One day I was reading a blog that Verbal Art wrote (April).. I was already at the stage of I am living for me now.. 2009 and 2010 taught me alot about people you let into your life.. See that NEGATIVE stuff never been me. So when I was allowing all those negative vibes fill into my personal space.. I too became a TOXIC person. I am still NOT perfect.. I’m still working at some more of my issues…
I lost my happy go lucky, free spirit, outgoing self… Once I realize what it was doing to my health, my mind, and my soul.. I took ENOUGH… I ended up taking time to myself.. I shut down.. I mean I really shut down.. I found out what the TRIGGER was.. I was a weak body person.. I let my physical being take over my mental.. I never felt that a MAN was the key to happiness.. I did though feel what he had would be.. So I let body tell me what made me happy.. Well I know now.. I don’t need all that.. I wanted to be accepted by people.. It seems that people think more of you if you are in a relationship.. I tell those people now.. Yall can kiss my butt.. LOL
So anyhoo.. I found out what I wanted in life.. I found out that I didn’t need all that STRESS.. My happiness came to me one morning.. I said.. Thank you Jesus for allowing me to see another day.. You know.
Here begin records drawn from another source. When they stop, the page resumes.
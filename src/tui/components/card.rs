use ratatui::Frame;
use ratatui::layout::{Alignment, Rect};
use ratatui::style::{Color, Modifier, Style};
use ratatui::text::{Line, Span};
use ratatui::widgets::{Block, BorderType, Padding, Paragraph, Widget, Wrap};

use crate::core::dataset::Entry;
use crate::render::{card_header, highlight_segments};
use crate::tui::component::Component;

/// Horizontal padding (per side) between the border and text content.
const CONTENT_PAD_H: u16 = 1;

/// A stateless component that renders the current situation card.
///
/// Created fresh each frame. With no entry it shows `placeholder` instead,
/// which is how "nothing selected" looks on screen.
#[derive(Clone, Copy)]
pub struct Card<'a> {
    pub entry: Option<&'a Entry>,
    pub category_label: &'a str,
    /// Resolution and rule are drawn only when this is set
    pub show_resolution: bool,
    /// Search text to mark in the situation and resolution
    pub highlight: Option<&'a str>,
    pub placeholder: &'a str,
}

impl<'a> Card<'a> {
    pub fn new(entry: Option<&'a Entry>, category_label: &'a str) -> Self {
        Self {
            entry,
            category_label,
            show_resolution: true,
            highlight: None,
            placeholder: "",
        }
    }

    fn lines(&self, entry: &'a Entry) -> Vec<Line<'a>> {
        let heading = |text: &'a str, color: Color| {
            Line::from(Span::styled(
                text,
                Style::default().fg(color).add_modifier(Modifier::BOLD),
            ))
        };

        let mut lines = vec![
            Line::from(Span::styled(
                card_header(entry, self.category_label),
                Style::default().fg(Color::Cyan),
            )),
            Line::default(),
            heading("Situation", Color::Yellow),
            self.highlighted(&entry.situation),
            Line::default(),
        ];

        if self.show_resolution {
            lines.push(heading("Recommended Resolution", Color::Green));
            lines.push(self.highlighted(&entry.resolution));
            lines.push(Line::default());
            lines.push(Line::from(vec![
                Span::styled("Applicable Rule: ", Style::default().add_modifier(Modifier::BOLD)),
                Span::raw(entry.rule.as_str()),
            ]));
        } else {
            lines.push(Line::from(Span::styled(
                "Resolution hidden. Press r to reveal.",
                Style::default()
                    .fg(Color::DarkGray)
                    .add_modifier(Modifier::ITALIC),
            )));
        }
        lines
    }

    fn highlighted(&self, text: &'a str) -> Line<'a> {
        let mark = Style::default().fg(Color::Black).bg(Color::Yellow);
        let spans: Vec<Span> = highlight_segments(text, self.highlight.unwrap_or(""))
            .into_iter()
            .map(|s| {
                if s.matched {
                    Span::styled(s.text, mark)
                } else {
                    Span::raw(s.text)
                }
            })
            .collect();
        Line::from(spans)
    }
}

impl<'a> Widget for Card<'a> {
    fn render(self, area: Rect, buf: &mut ratatui::buffer::Buffer) {
        let block = Block::bordered()
            .border_type(BorderType::Rounded)
            .border_style(Style::default().fg(Color::DarkGray))
            .padding(Padding::horizontal(CONTENT_PAD_H));

        let paragraph = match self.entry {
            Some(entry) => Paragraph::new(self.lines(entry)).wrap(Wrap { trim: true }),
            None => Paragraph::new(self.placeholder)
                .style(Style::default().fg(Color::DarkGray))
                .alignment(Alignment::Center)
                .wrap(Wrap { trim: true }),
        };

        paragraph.block(block).render(area, buf);
    }
}

impl<'a> Component for Card<'a> {
    fn render(&mut self, frame: &mut Frame, area: Rect) {
        frame.render_widget(*self, area);
    }
}

#[cfg(test)]
mod tests {
    use super::*;
    use crate::test_support::entry;
    use ratatui::Terminal;
    use ratatui::backend::TestBackend;
    use ratatui::buffer::Buffer;

    fn draw(card: Card) -> Buffer {
        let backend = TestBackend::new(70, 16);
        let mut terminal = Terminal::new(backend).unwrap();
        terminal
            .draw(|f| {
                f.render_widget(card, f.area());
            })
            .unwrap();
        terminal.backend().buffer().clone()
    }

    fn text(buffer: &Buffer) -> String {
        buffer.content().iter().map(|c| c.symbol()).collect()
    }

    #[test]
    fn test_card_shows_situation_and_resolution() {
        let e = entry("17", "Butterfly", "Kick is alternating");
        let buffer = draw(Card::new(Some(&e), "Stroke"));
        let text = text(&buffer);
        assert!(text.contains("--- STROKE: Butterfly  #17 ---"));
        assert!(text.contains("Kick is alternating"));
        assert!(text.contains("Recommended Resolution"));
        assert!(text.contains("Applicable Rule: 101.2.2"));
    }

    #[test]
    fn test_hidden_resolution_shows_hint() {
        let e = entry("17", "Butterfly", "Kick is alternating");
        let card = Card {
            show_resolution: false,
            ..Card::new(Some(&e), "Stroke")
        };
        let text = text(&draw(card));
        assert!(text.contains("Resolution hidden"));
        assert!(!text.contains("Resolution for:"));
        assert!(!text.contains("Applicable Rule"));
    }

    #[test]
    fn test_placeholder_without_entry() {
        let card = Card {
            placeholder: "Type a situation number",
            ..Card::new(None, "Stroke")
        };
        assert!(text(&draw(card)).contains("Type a situation number"));
    }

    #[test]
    fn test_highlight_marks_matches() {
        let e = entry("3", "Starts", "Swimmer commits a Foot Fault");
        let card = Card {
            highlight: Some("foot"),
            ..Card::new(Some(&e), "Section")
        };
        let buffer = draw(card);

        let marked: String = buffer
            .content()
            .iter()
            .filter(|c| c.bg == Color::Yellow)
            .map(|c| c.symbol())
            .collect();
        // Once in the situation, once in the derived resolution
        assert_eq!(marked, "FootFoot");
    }
}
Right now I could be dead.. I been so close to it… I watched friends and family LOOSE thier life before that could even live theirs.. Well not me.. I am NOT going to be that person..
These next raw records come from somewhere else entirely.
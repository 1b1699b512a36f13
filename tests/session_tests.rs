use rand::SeedableRng;
use rand::rngs::StdRng;
use situations::console::Console;
use situations::core::error::Notice;
use situations::core::{Action, App, Dataset, Effect, Entry, EntryNumber, Mode, update};
use std::collections::HashSet;
use std::io::Cursor;
use std::sync::Arc;

// ============================================================================
// Helper Functions
// ============================================================================

fn entry(number: &str, section: &str, situation: &str) -> Entry {
    Entry {
        number: EntryNumber::new(number),
        category: section.to_string(),
        situation: situation.to_string(),
        resolution: format!("Resolution {number}"),
        rule: format!("101.{number}"),
    }
}

/// Section "Starts" holds 2, 10 and 3 (unsorted on purpose), "Turns" holds 1 and 5.
fn dataset() -> Arc<Dataset> {
    Arc::new(Dataset::new(
        vec![
            entry("2", "Starts", "Early start by the lane 4 swimmer"),
            entry("1", "Turns", "Open turn with one hand"),
            entry("10", "Starts", "Swimmer loses balance on the block"),
            entry("5", "Turns", "Flip turn, no wall touch"),
            entry("3", "Starts", "Relay exchange is early"),
        ],
        "Section",
    ))
}

fn app(seed: u64) -> App {
    App::new(dataset(), StdRng::seed_from_u64(seed))
}

fn shown(app: &App) -> Option<&str> {
    app.current().map(|e| e.number.as_str())
}

// ============================================================================
// Reducer Scenarios
// ============================================================================

#[test]
fn test_sequential_walks_in_number_order() {
    let mut app = app(1);
    update(&mut app, Action::SetMode(Mode::Sequential));
    update(&mut app, Action::SelectCategory(Some("Starts".into())));

    let mut seen = Vec::new();
    for _ in 0..4 {
        seen.push(shown(&app).unwrap().to_string());
        update(&mut app, Action::Next);
    }
    // 10 sorts after 3 numerically, then the walk wraps to the first
    assert_eq!(seen, ["2", "3", "10", "2"]);
}

#[test]
fn test_random_review_covers_category() {
    let mut app = app(7);
    update(&mut app, Action::SelectCategory(Some("Starts".into())));

    let mut seen = HashSet::new();
    for _ in 0..100 {
        let current = app.current().unwrap();
        assert_eq!(current.category, "Starts");
        seen.insert(current.number.to_string());
        update(&mut app, Action::Next);
    }
    assert_eq!(seen.len(), 3);
}

#[test]
fn test_same_seed_same_shuffle() {
    let draws = |seed| {
        let mut app = app(seed);
        update(&mut app, Action::SetMode(Mode::TotalRandom));
        (0..10)
            .map(|_| {
                let n = shown(&app).unwrap().to_string();
                update(&mut app, Action::Next);
                n
            })
            .collect::<Vec<_>>()
    };
    assert_eq!(draws(99), draws(99));
}

#[test]
fn test_mode_switch_never_keeps_selection() {
    let mut app = app(3);
    update(&mut app, Action::SetMode(Mode::ByNumber));
    update(&mut app, Action::SetQuery("5".into()));
    update(&mut app, Action::Reveal);
    assert_eq!(shown(&app), Some("5"));

    update(&mut app, Action::SetMode(Mode::KeywordSearch));
    assert_eq!(shown(&app), None);
    assert!(!app.selection.resolution_revealed());
}

#[test]
fn test_keyword_search_then_number_lookup() {
    let mut app = app(3);
    update(&mut app, Action::SetMode(Mode::KeywordSearch));
    update(&mut app, Action::SetQuery("TURN".into()));
    assert_eq!(app.matches.len(), 2);
    assert_eq!(shown(&app), Some("1"));
    update(&mut app, Action::Next);
    assert_eq!(shown(&app), Some("5"));

    update(&mut app, Action::SetMode(Mode::ByNumber));
    update(&mut app, Action::SetQuery("42".into()));
    assert_eq!(app.notice, Some(Notice::NotFound { query: "42".into() }));
    assert_eq!(
        app.notice.as_ref().map(|n| n.to_string()).as_deref(),
        Some("No situation found with number: 42")
    );
}

#[test]
fn test_quit_is_an_effect() {
    let mut app = app(0);
    assert_eq!(update(&mut app, Action::Quit), Effect::Quit);
}

// ============================================================================
// Console Scenarios
// ============================================================================

fn console(script: &str) -> String {
    let mut console = Console::new(app(5), Cursor::new(script.to_string()), Vec::new(), 60);
    console.run().unwrap();
    let (_, out) = console.into_parts();
    String::from_utf8(out).unwrap()
}

#[test]
fn test_console_lists_sections() {
    let out = console("1\nb\nq\n");
    assert!(out.contains("Available Sections:"));
    assert!(out.contains("1. Starts"));
    assert!(out.contains("2. Turns"));
    assert!(out.contains("Happy Officiating!"));
}

#[test]
fn test_console_random_review_switches_section() {
    // Pick Turns, reveal, switch to Starts, reveal, back to menu
    let out = console("1\n2\n\ns\n1\n\nm\nq\n");
    assert!(out.contains("--- SECTION: Turns"));
    assert!(out.contains("Currently Studying: Turns"));
    assert!(out.contains("--- SECTION: Starts"));
    assert!(out.contains("Currently Studying: Starts"));
}

#[test]
fn test_console_sequential_completion_returns_to_chooser() {
    // Turns has two entries: reveal + next twice, then acknowledge
    let out = console("2\n2\n\n\n\n\n\nb\nq\n");
    assert!(out.contains("--- Starting sequential review of: Turns ---"));
    assert!(out.contains("*** You have completed all situations in Turns! ***"));
    assert_eq!(out.matches("Available Sections:").count(), 2);
}

#[test]
fn test_console_number_search_trims_input() {
    let out = console("3\n  10  \n\nm\nq\n");
    assert!(out.contains("Available Situations: 1 to 10"));
    assert!(out.contains("Swimmer loses balance on the block"));
    assert!(out.contains("APPLICABLE RULE: 101.10"));
}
My happiness is me LIVING my LIFE for me.. I am now PICKING the BEST PEOPLE possible to come into my world.. See when you surround yourself with POSITIVE PEOPLE, GOAL ORINIETED PEOPLE.. The OUTCOME is oh so WONDERFUL.. I am now back into writing.. I hope to publish my stories in the next 5 years… I also put away all my fears… I will no longer live for others… I will no longer worry about those who don’t even care enough about THEMSELVES…
I am spreading Happiness… I am spreading my Joy… I learned how to LOVE myself ENOUGH to keep it moving.. I LEARNED to know that LOVING YOURSELF gives you a better feeling than any other person could.. It will ALSO bring people that WILL TRULY LOVE you in the process….
This is my key to Happiness… What is yours?